# Purebred fawn german shepherd??



## lytrefry (Oct 20, 2016)

I purchased my beautiful boy this summer.. he was already a year old. The owners said he was purebred(they didn't have the info for the breeders they bought him from), but I haven't actually seen this color in my area very often. He is around 71 lbs. His name is duke and he is a sweetheart. I am just wondering if he could be purebred, and what causes this discoloration. I will upload a better picture from his back. He is almost completely golden but with random black hairs throughout, and some blackon his tail Thank you


----------



## lytrefry (Oct 20, 2016)

Here are a few more pictures.


----------



## Pan_GSD (Oct 2, 2016)

looks more like a belgian malinois to me


----------



## lytrefry (Oct 20, 2016)

Pan_GSD said:


> looks more like a belgian malinois to me


I thought of that, but I find his head and ears are shaped more like a gsd then a Belgian... possibly a mix of the both??


----------



## Castlemaid (Jun 29, 2006)

With the greying and black mid ring and black tip on her tail, I'd say she is more likely a very pale red sable.

Is his undercoat the same color as his top coat, or is it a lighter cream color?


----------



## lytrefry (Oct 20, 2016)

Castlemaid said:


> With the greying and black mid ring and black tip on her tail, I'd say she is more likely a very pale red sable.
> 
> Is her undercoat the same color as her top coat, or is it a lighter cream color?


It is a cream color turning into almost white underneath! When you run your fingers along his coat it changes color completely!


----------



## lytrefry (Oct 20, 2016)

Not sure if you can tell in the picture, but it goes from red gold to a cream to an almost white!


----------



## LeoRose (Jan 10, 2013)

Just out of curiosity, are those single or double dewclaws on his hind legs?


----------



## Castlemaid (Jun 29, 2006)

Your close-up picture is too blurry and washed out to see. Has he ever lost some fur of had a patch shaven off? on the fawn color parts. If so, did the hair grow in white/cream at first, with the fawn/reddish color coming in a few months later, or did the hair grow back redish fawn right away?

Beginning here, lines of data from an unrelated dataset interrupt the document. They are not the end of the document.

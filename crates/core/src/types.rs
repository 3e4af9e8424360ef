//! Domain types for notes, speaker segments, chunks, and planned slides.

use crate::color::Rgb;
use crate::note::clean_note;
use serde::{Deserialize, Serialize};

/// A source presentation reduced to the speaker notes of its slides.
#[derive(Debug, Clone, Serialize, Deserialize)]
pub struct SourceDeck {
    /// Original filename (without path).
    pub filename: String,

    /// Detected format of the source file.
    pub format: PresentationFormat,

    /// Slides in presentation order.
    pub slides: Vec<SourceSlide>,
}

impl SourceDeck {
    /// Create a new deck with the given filename and format.
    pub fn new(filename: impl Into<String>, format: PresentationFormat) -> Self {
        Self {
            filename: filename.into(),
            format,
            slides: Vec::new(),
        }
    }

    /// Add a slide to the deck.
    pub fn add_slide(&mut self, slide: SourceSlide) {
        self.slides.push(slide);
    }

    /// Cleaned notes of every slide that has any, in slide order.
    ///
    /// Slides without notes, or whose notes are blank after cleanup, are skipped.
    pub fn notes(&self) -> Vec<String> {
        self.slides
            .iter()
            .filter_map(|s| s.notes.as_deref())
            .map(clean_note)
            .filter(|n| !n.is_empty())
            .collect()
    }
}

/// The format of the source presentation file.
#[derive(Debug, Clone, Copy, PartialEq, Eq, Serialize, Deserialize)]
pub enum PresentationFormat {
    /// Modern PPTX (Office Open XML).
    Pptx,
    /// Legacy PPT (OLE/CFB binary). Detected so it can be rejected clearly.
    Ppt,
}

impl PresentationFormat {
    /// Detect format from file extension.
    pub fn from_extension(ext: &str) -> Option<Self> {
        match ext.to_lowercase().as_str() {
            "pptx" => Some(Self::Pptx),
            "ppt" => Some(Self::Ppt),
            _ => None,
        }
    }

    /// Detect format from file magic bytes.
    pub fn from_magic(bytes: &[u8]) -> Option<Self> {
        if bytes.len() < 4 {
            return None;
        }

        // PPTX is a ZIP file (PK\x03\x04)
        if bytes.starts_with(&[0x50, 0x4B, 0x03, 0x04]) {
            return Some(Self::Pptx);
        }

        // PPT is an OLE/CFB file (D0 CF 11 E0 A1 B1 1A E1)
        if bytes.starts_with(&[0xD0, 0xCF, 0x11, 0xE0, 0xA1, 0xB1, 0x1A, 0xE1]) {
            return Some(Self::Ppt);
        }

        None
    }
}

/// One slide of the source deck.
#[derive(Debug, Clone, Serialize, Deserialize)]
pub struct SourceSlide {
    /// 1-based slide number.
    pub number: usize,

    /// Raw speaker notes, if the slide has a notes page.
    pub notes: Option<String>,
}

impl SourceSlide {
    /// Create a new slide with the given number and no notes.
    pub fn new(number: usize) -> Self {
        Self {
            number,
            notes: None,
        }
    }

    /// Create a slide carrying raw notes text.
    pub fn with_notes(number: usize, notes: impl Into<String>) -> Self {
        Self {
            number,
            notes: Some(notes.into()),
        }
    }
}

/// A contiguous run of text attributed to one speaker (or none).
#[derive(Debug, Clone, PartialEq, Eq, Serialize, Deserialize)]
pub struct Segment {
    pub speaker: Option<String>,
    pub text: String,
}

impl Segment {
    pub fn new(speaker: Option<&str>, text: impl Into<String>) -> Self {
        Self {
            speaker: speaker.map(str::to_string),
            text: text.into(),
        }
    }
}

/// A budget-sized slice of one segment's text.
#[derive(Debug, Clone, PartialEq, Eq, Serialize, Deserialize)]
pub struct Fragment {
    pub speaker: Option<String>,
    pub text: String,
}

impl Fragment {
    pub fn new(speaker: Option<&str>, text: impl Into<String>) -> Self {
        Self {
            speaker: speaker.map(str::to_string),
            text: text.into(),
        }
    }

    /// Length in characters.
    pub fn len(&self) -> usize {
        self.text.chars().count()
    }

    pub fn is_empty(&self) -> bool {
        self.text.is_empty()
    }
}

/// The fragments destined for one output slide.
#[derive(Debug, Clone, Default, PartialEq, Eq, Serialize, Deserialize)]
pub struct Chunk {
    pub fragments: Vec<Fragment>,
}

impl Chunk {
    pub fn new(fragments: Vec<Fragment>) -> Self {
        Self { fragments }
    }

    /// Total characters across all fragments.
    pub fn char_len(&self) -> usize {
        self.fragments.iter().map(Fragment::len).sum()
    }

    pub fn is_empty(&self) -> bool {
        self.fragments.is_empty()
    }
}

/// A colored run of text inside the slide's transcript paragraph.
#[derive(Debug, Clone, PartialEq, Eq, Serialize, Deserialize)]
pub struct TextRun {
    pub text: String,
    pub color: Rgb,
}

/// "index/total" position of a slide among the slides of one note.
#[derive(Debug, Clone, Copy, PartialEq, Eq, Serialize, Deserialize)]
pub struct PageIndicator {
    pub index: usize,
    pub total: usize,
}

impl PageIndicator {
    /// Display label, e.g. `2/3`.
    pub fn label(&self) -> String {
        format!("{}/{}", self.index, self.total)
    }
}

/// Everything needed to render one output slide.
#[derive(Debug, Clone, PartialEq, Eq, Serialize, Deserialize)]
pub struct SlideDescriptor {
    /// 1-based position among this note's slides.
    pub index: usize,

    /// Number of slides produced for this note.
    pub total: usize,

    /// Transcript runs in display order.
    pub runs: Vec<TextRun>,

    /// Present only when the note spans more than one slide.
    pub page: Option<PageIndicator>,
}

impl SlideDescriptor {
    /// Concatenated display text of all runs.
    pub fn text(&self) -> String {
        self.runs.iter().map(|r| r.text.as_str()).collect()
    }
}

#[cfg(test)]
mod tests {
    use super::*;

    #[test]
    fn test_format_from_magic() {
        assert_eq!(
            PresentationFormat::from_magic(b"PK\x03\x04rest"),
            Some(PresentationFormat::Pptx)
        );
        assert_eq!(
            PresentationFormat::from_magic(&[0xD0, 0xCF, 0x11, 0xE0, 0xA1, 0xB1, 0x1A, 0xE1]),
            Some(PresentationFormat::Ppt)
        );
        assert_eq!(PresentationFormat::from_magic(b"PK"), None);
        assert_eq!(PresentationFormat::from_magic(b"%PDF-1.7"), None);
    }

    #[test]
    fn test_format_from_extension() {
        assert_eq!(
            PresentationFormat::from_extension("PPTX"),
            Some(PresentationFormat::Pptx)
        );
        assert_eq!(
            PresentationFormat::from_extension("ppt"),
            Some(PresentationFormat::Ppt)
        );
        assert_eq!(PresentationFormat::from_extension("key"), None);
    }

    #[test]
    fn test_deck_notes_skips_missing_and_blank() {
        let mut deck = SourceDeck::new("talk.pptx", PresentationFormat::Pptx);
        deck.add_slide(SourceSlide::with_notes(1, "  first\x0b note "));
        deck.add_slide(SourceSlide::new(2));
        deck.add_slide(SourceSlide::with_notes(3, " \x0b \n"));
        deck.add_slide(SourceSlide::with_notes(4, "last"));

        assert_eq!(deck.notes(), vec!["first note", "last"]);
    }

    #[test]
    fn test_chunk_char_len_counts_characters() {
        let chunk = Chunk::new(vec![
            Fragment::new(Some("仲條"), "こんにちは"),
            Fragment::new(None, "abc"),
        ]);
        assert_eq!(chunk.char_len(), 8);
    }

    #[test]
    fn test_page_indicator_label() {
        let page = PageIndicator { index: 2, total: 3 };
        assert_eq!(page.label(), "2/3");
    }
}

Do you have any puppy-baby pictures of your dog? (All questions aimed at trying to find out is he is a black and tan who happens to not have a saddle (they do exist), or if he is a lightly pigmented red sable).


----------



## lytrefry (Oct 20, 2016)

His hair usually grows back almost white and then changes to red. I am trying to get puppy pictures from the people we got him from but so far no luck! I will post them as soon as they message back! Thank you for the help!! I would love to know what color he would be considered as as well!


----------



## lytrefry (Oct 20, 2016)

They are single dew claws.


----------



## Julian G (Apr 4, 2016)

He looks very handsome. IMO, he looks like a mix of GSD and Malinois, either way those dogs are very close cousins. Cute boy!


----------



## lytrefry (Oct 20, 2016)

Julian G said:


> He looks very handsome. IMO, he looks like a mix of GSD and Malinois, either way those dogs are very close cousins. Cute boy!

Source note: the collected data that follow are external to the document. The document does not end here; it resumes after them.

//! Fixed package parts shared by every generated deck.

pub const NS_A: &str = "http://schemas.openxmlformats.org/drawingml/2006/main";
pub const NS_R: &str = "http://schemas.openxmlformats.org/officeDocument/2006/relationships";
pub const NS_P: &str = "http://schemas.openxmlformats.org/presentationml/2006/main";
pub const NS_PACKAGE_RELS: &str = "http://schemas.openxmlformats.org/package/2006/relationships";
pub const NS_CONTENT_TYPES: &str = "http://schemas.openxmlformats.org/package/2006/content-types";

pub const REL_OFFICE_DOCUMENT: &str =
    "http://schemas.openxmlformats.org/officeDocument/2006/relationships/officeDocument";
pub const REL_CORE_PROPERTIES: &str =
    "http://schemas.openxmlformats.org/package/2006/relationships/metadata/core-properties";
pub const REL_EXTENDED_PROPERTIES: &str =
    "http://schemas.openxmlformats.org/officeDocument/2006/relationships/extended-properties";
pub const REL_SLIDE_MASTER: &str =
    "http://schemas.openxmlformats.org/officeDocument/2006/relationships/slideMaster";
pub const REL_SLIDE: &str = "http://schemas.openxmlformats.org/officeDocument/2006/relationships/slide";
pub const REL_THEME: &str = "http://schemas.openxmlformats.org/officeDocument/2006/relationships/theme";
pub const REL_PRES_PROPS: &str =
    "http://schemas.openxmlformats.org/officeDocument/2006/relationships/presProps";
pub const REL_VIEW_PROPS: &str =
    "http://schemas.openxmlformats.org/officeDocument/2006/relationships/viewProps";
pub const REL_TABLE_STYLES: &str =
    "http://schemas.openxmlformats.org/officeDocument/2006/relationships/tableStyles";

pub const CT_PRESENTATION: &str =
    "application/vnd.openxmlformats-officedocument.presentationml.presentation.main+xml";
pub const CT_SLIDE: &str = "application/vnd.openxmlformats-officedocument.presentationml.slide+xml";
pub const CT_SLIDE_MASTER: &str =
    "application/vnd.openxmlformats-officedocument.presentationml.slideMaster+xml";
pub const CT_SLIDE_LAYOUT: &str =
    "application/vnd.openxmlformats-officedocument.presentationml.slideLayout+xml";
pub const CT_THEME: &str = "application/vnd.openxmlformats-officedocument.theme+xml";
pub const CT_PRES_PROPS: &str =
    "application/vnd.openxmlformats-officedocument.presentationml.presProps+xml";
pub const CT_VIEW_PROPS: &str =
    "application/vnd.openxmlformats-officedocument.presentationml.viewProps+xml";
pub const CT_TABLE_STYLES: &str =
    "application/vnd.openxmlformats-officedocument.presentationml.tableStyles+xml";
pub const CT_CORE_PROPERTIES: &str = "application/vnd.openxmlformats-package.core-properties+xml";
pub const CT_EXTENDED_PROPERTIES: &str =
    "application/vnd.openxmlformats-officedocument.extended-properties+xml";
pub const CT_RELATIONSHIPS: &str = "application/vnd.openxmlformats-package.relationships+xml";

pub const SLIDE_MASTER_ID: u32 = 2_147_483_648;

pub const SLIDE_MASTER: &str = r#"<?xml version="1.0" encoding="UTF-8" standalone="yes"?>
<p:sldMaster xmlns:a="http://schemas.openxmlformats.org/drawingml/2006/main" xmlns:r="http://schemas.openxmlformats.org/officeDocument/2006/relationships" xmlns:p="http://schemas.openxmlformats.org/presentationml/2006/main"><p:cSld><p:bg><p:bgRef idx="1001"><a:schemeClr val="bg1"/></p:bgRef></p:bg><p:spTree><p:nvGrpSpPr><p:cNvPr id="1" name=""/><p:cNvGrpSpPr/><p:nvPr/></p:nvGrpSpPr><p:grpSpPr><a:xfrm><a:off x="0" y="0"/><a:ext cx="0" cy="0"/><a:chOff x="0" y="0"/><a:chExt cx="0" cy="0"/></a:xfrm></p:grpSpPr></p:spTree></p:cSld><p:clrMap bg1="lt1" tx1="dk1" bg2="lt2" tx2="dk2" accent1="accent1" accent2="accent2" accent3="accent3" accent4="accent4" accent5="accent5" accent6="accent6" hlink="hlink" folHlink="folHlink"/><p:sldLayoutIdLst><p:sldLayoutId id="2147483649" r:id="rId1"/></p:sldLayoutIdLst><p:txStyles><p:titleStyle><a:lvl1pPr><a:defRPr sz="4400"/></a:lvl1pPr></p:titleStyle><p:bodyStyle><a:lvl1pPr><a:defRPr sz="3200"/></a:lvl1pPr></p:bodyStyle><p:otherStyle><a:lvl1pPr><a:defRPr sz="1800"/></a:lvl1pPr></p:otherStyle></p:txStyles></p:sldMaster>"#;

pub const SLIDE_MASTER_RELS: &str = r#"<?xml version="1.0" encoding="UTF-8" standalone="yes"?>
<Relationships xmlns="http://schemas.openxmlformats.org/package/2006/relationships"><Relationship Id="rId1" Type="http://schemas.openxmlformats.org/officeDocument/2006/relationships/slideLayout" Target="../slideLayouts/slideLayout1.xml"/><Relationship Id="rId2" Type="http://schemas.openxmlformats.org/officeDocument/2006/relationships/theme" Target="../theme/theme1.xml"/></Relationships>"#;

pub const SLIDE_LAYOUT: &str = r#"<?xml version="1.0" encoding="UTF-8" standalone="yes"?>
<p:sldLayout xmlns:a="http://schemas.openxmlformats.org/drawingml/2006/main" xmlns:r="http://schemas.openxmlformats.org/officeDocument/2006/relationships" xmlns:p="http://schemas.openxmlformats.org/presentationml/2006/main" type="blank" preserve="1"><p:cSld name="Blank"><p:spTree><p:nvGrpSpPr><p:cNvPr id="1" name=""/><p:cNvGrpSpPr/><p:nvPr/></p:nvGrpSpPr><p:grpSpPr><a:xfrm><a:off x="0" y="0"/><a:ext cx="0" cy="0"/><a:chOff x="0" y="0"/><a:chExt cx="0" cy="0"/></a:xfrm></p:grpSpPr></p:spTree></p:cSld><p:clrMapOvr><a:masterClrMapping/></p:clrMapOvr></p:sldLayout>"#;

pub const SLIDE_LAYOUT_RELS: &str = r#"<?xml version="1.0" encoding="UTF-8" standalone="yes"?>
<Relationships xmlns="http://schemas.openxmlformats.org/package/2006/relationships"><Relationship Id="rId1" Type="http://schemas.openxmlformats.org/officeDocument/2006/relationships/slideMaster" Target="../slideMasters/slideMaster1.xml"/></Relationships>"#;

pub const SLIDE_RELS: &str = r#"<?xml version="1.0" encoding="UTF-8" standalone="yes"?>
<Relationships xmlns="http://schemas.openxmlformats.org/package/2006/relationships"><Relationship Id="rId1" Type="http://schemas.openxmlformats.org/officeDocument/2006/relationships/slideLayout" Target="../slideLayouts/slideLayout1.xml"/></Relationships>"#;

pub const THEME: &str = r#"<?xml version="1.0" encoding="UTF-8" standalone="yes"?>
<a:theme xmlns:a="http://schemas.openxmlformats.org/drawingml/2006/main" name="Office Theme"><a:themeElements><a:clrScheme name="Office"><a:dk1><a:sysClr val="windowText" lastClr="000000"/></a:dk1><a:lt1><a:sysClr val="window" lastClr="FFFFFF"/></a:lt1><a:dk2><a:srgbClr val="44546A"/></a:dk2><a:lt2><a:srgbClr val="E7E6E6"/></a:lt2><a:accent1><a:srgbClr val="4472C4"/></a:accent1><a:accent2><a:srgbClr val="ED7D31"/></a:accent2><a:accent3><a:srgbClr val="A5A5A5"/></a:accent3><a:accent4><a:srgbClr val="FFC000"/></a:accent4><a:accent5><a:srgbClr val="5B9BD5"/></a:accent5><a:accent6><a:srgbClr val="70AD47"/></a:accent6><a:hlink><a:srgbClr val="0563C1"/></a:hlink><a:folHlink><a:srgbClr val="954F72"/></a:folHlink></a:clrScheme><a:fontScheme name="Office"><a:majorFont><a:latin typeface="Calibri Light"/><a:ea typeface=""/><a:cs typeface=""/></a:majorFont><a:minorFont><a:latin typeface="Calibri"/><a:ea typeface=""/><a:cs typeface=""/></a:minorFont></a:fontScheme><a:fmtScheme name="Office"><a:fillStyleLst><a:solidFill><a:schemeClr val="phClr"/></a:solidFill><a:solidFill><a:schemeClr val="phClr"/></a:solidFill><a:solidFill><a:schemeClr val="phClr"/></a:solidFill></a:fillStyleLst><a:lnStyleLst><a:ln w="6350"><a:solidFill><a:schemeClr val="phClr"/></a:solidFill></a:ln><a:ln w="12700"><a:solidFill><a:schemeClr val="phClr"/></a:solidFill></a:ln><a:ln w="19050"><a:solidFill><a:schemeClr val="phClr"/></a:solidFill></a:ln></a:lnStyleLst><a:effectStyleLst><a:effectStyle><a:effectLst/></a:effectStyle><a:effectStyle><a:effectLst/></a:effectStyle><a:effectStyle><a:effectLst/></a:effectStyle></a:effectStyleLst><a:bgFillStyleLst><a:solidFill><a:schemeClr val="phClr"/></a:solidFill><a:solidFill><a:schemeClr val="phClr"/></a:solidFill><a:solidFill><a:schemeClr val="phClr"/></a:solidFill></a:bgFillStyleLst></a:fmtScheme></a:themeElements><a:objectDefaults/><a:extraClrSchemeLst/></a:theme>"#;

pub const PRES_PROPS: &str = r#"<?xml version="1.0" encoding="UTF-8" standalone="yes"?>
<p:presentationPr xmlns:a="http://schemas.openxmlformats.org/drawingml/2006/main" xmlns:r="http://schemas.openxmlformats.org/officeDocument/2006/relationships" xmlns:p="http://schemas.openxmlformats.org/presentationml/2006/main"/>"#;

pub const VIEW_PROPS: &str = r#"<?xml version="1.0" encoding="UTF-8" standalone="yes"?>
<p:viewPr xmlns:a="http://schemas.openxmlformats.org/drawingml/2006/main" xmlns:r="http://schemas.openxmlformats.org/officeDocument/2006/relationships" xmlns:p="http://schemas.openxmlformats.org/presentationml/2006/main"/>"#;

pub const TABLE_STYLES: &str = r#"<?xml version="1.0" encoding="UTF-8" standalone="yes"?>
<a:tblStyleLst xmlns:a="http://schemas.openxmlformats.org/drawingml/2006/main" def="{5C22544A-7EE6-4342-B048-85BDC9FD1C3A}"/>"#;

Thank you! He is beautiful and excellent all in one. Best dog I've ever had! I just wish I knew more about his lineage.


----------



## Castlemaid (Jun 29, 2006)

I'm pretty sure you have a light-colored red sable, with poor pigment - pigment can range from the almost creme color, very light tan, to vibrant deep tans and red, and solid, deep black. 

So now if people ask you about her color, you can tell them se is a light-red sable. 

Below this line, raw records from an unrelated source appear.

//! Cleanup of raw speaker notes text.
//!
//! PowerPoint stores soft line breaks inside a paragraph as a vertical tab
//! (`\x0b`). Those and other control characters are dropped; real line breaks
//! and tabs survive so the segmenter can still see line starts.

/// Returns true for control characters that carry no meaning in notes text.
fn is_stray_control(c: char) -> bool {
    c.is_control() && !matches!(c, '\n' | '\r' | '\t')
}

/// Strip control characters and surrounding whitespace from a note.
pub fn clean_note(text: &str) -> String {
    text.chars()
        .filter(|&c| !is_stray_control(c))
        .collect::<String>()
        .trim()
        .to_string()
}

#[cfg(test)]
mod tests {
    use super::*;

    #[test]
    fn test_removes_vertical_tab() {
        assert_eq!(clean_note("《仲條》おはよう\x0bございます"), "《仲條》おはようございます");
    }

    #[test]
    fn test_keeps_line_breaks() {
        assert_eq!(clean_note("line one\nline two\r\n"), "line one\nline two");
    }

    #[test]
    fn test_trims_whitespace() {
        assert_eq!(clean_note("  \t hello \n "), "hello");
    }

    #[test]
    fn test_blank_note_becomes_empty() {
        assert_eq!(clean_note("\x0b\x0b  "), "");
    }
}
//! Core domain types, speaker segmentation, chunk packing, color assignment,
//! and slide layout planning for script slides.

pub mod chunk;
pub mod color;
pub mod convert;
pub mod error;
pub mod layout;
pub mod note;
pub mod segment;
pub mod types;

pub use chunk::{Chunker, DEFAULT_BUDGET};
pub use color::{ColorAssigner, Rgb, SpeakerPalette};
pub use convert::{ConversionPlan, Converter, NotePlan};
pub use error::{Error, Result};
pub use layout::{LayoutPlanner, Rect, SlideStyle};
pub use note::clean_note;
pub use segment::segment_note;
pub use types::{
    Chunk, Fragment, PageIndicator, PresentationFormat, Segment, SlideDescriptor, SourceDeck,
    SourceSlide, TextRun,
};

He is still very young and lanky, probably why some people may be leaning towards Malinois - but I don't see any Malinois in him at all. He'll probably fill out a bit more in a couple of years and look more GSD-ish.


----------



## lytrefry (Oct 20, 2016)

Thank you! I am going to do some research on the color ? do belgian malinois have different colors when you rub their fur? Or is it just one color?


----------



## Castlemaid (Jun 29, 2006)

Just noticed that I've been refering to your dog as a she! I went back and corrected my posts - sorry!

A Fawn Belgian Malinois will have the undercoat the same color as the top coat. I don't think there is any Malinois in your dog though.


----------



## lytrefry (Oct 20, 2016)

He is very skinny right now.. two of my females came into heat back to back and it lasted a month.. poor thing barely ate for the entire month.. he is usually right around 90 lbs. But he lost quitw a bit when that happened! I agree I didn't really see any malinois in him either, but it's great to know others opinions to have more input in what he could be! It's hard to trust others words when you get him older and they won't even share the breeders contact information with me!


----------



## lytrefry (Oct 20, 2016)

It's okay!! He or she it doesn't change his breed ?


----------



## Cschmidt88 (Nov 24, 2010)

He honestly does not look agouti to me and definitely looks to be mixed, although I would guess predominantly GSD. That black marking on his tail is classic of tipped sables. Now, I'm not referring to GSD sable which is actually "Agouti", but true Ay dominant sable which is seen in Mals, Collies, etc. They can have lighter undercoats, and they can even have slight banding to their hairs as it is part of the "A" Agouti locus that is responsible for banding, just not as strong as true agouti.
Dog Coat Colour Genetics

BUT! If you really want to know for certain, DDC actually offers genetic testing for the A locus. 
https://vetdnacenter.com/cart/?spec...ase&breedId=63&breedname=German-Shepherd-Dog#

If you have puppy pictures that would also help a lot, as Ay sables are born darker than they will be as adults and continue to lighten up until they mature. Whereas our GSD's "Wolf sable" "aw" are born about as dark as they will be when mature, but will go through a phase where they lighten up to the point of being almost all tan before darkening again.


----------



## Bailey20225 (Aug 28, 2018)

I have the exact same GSD with a larger mask. She is the best!! She is my first shepherd and want to get another same color, but the breeder doesn’t breed GSD anymore, and I don’t know what color to search. She is also white on her undercoat. 

How can I post pictures on this site? I apologize, I am a newbie!!

Thanks!!


----------



## huntergreen (Jun 28, 2012)

Not an expert, bit in your pictures, he looks pure gsd to me. Nice looking boy.


----------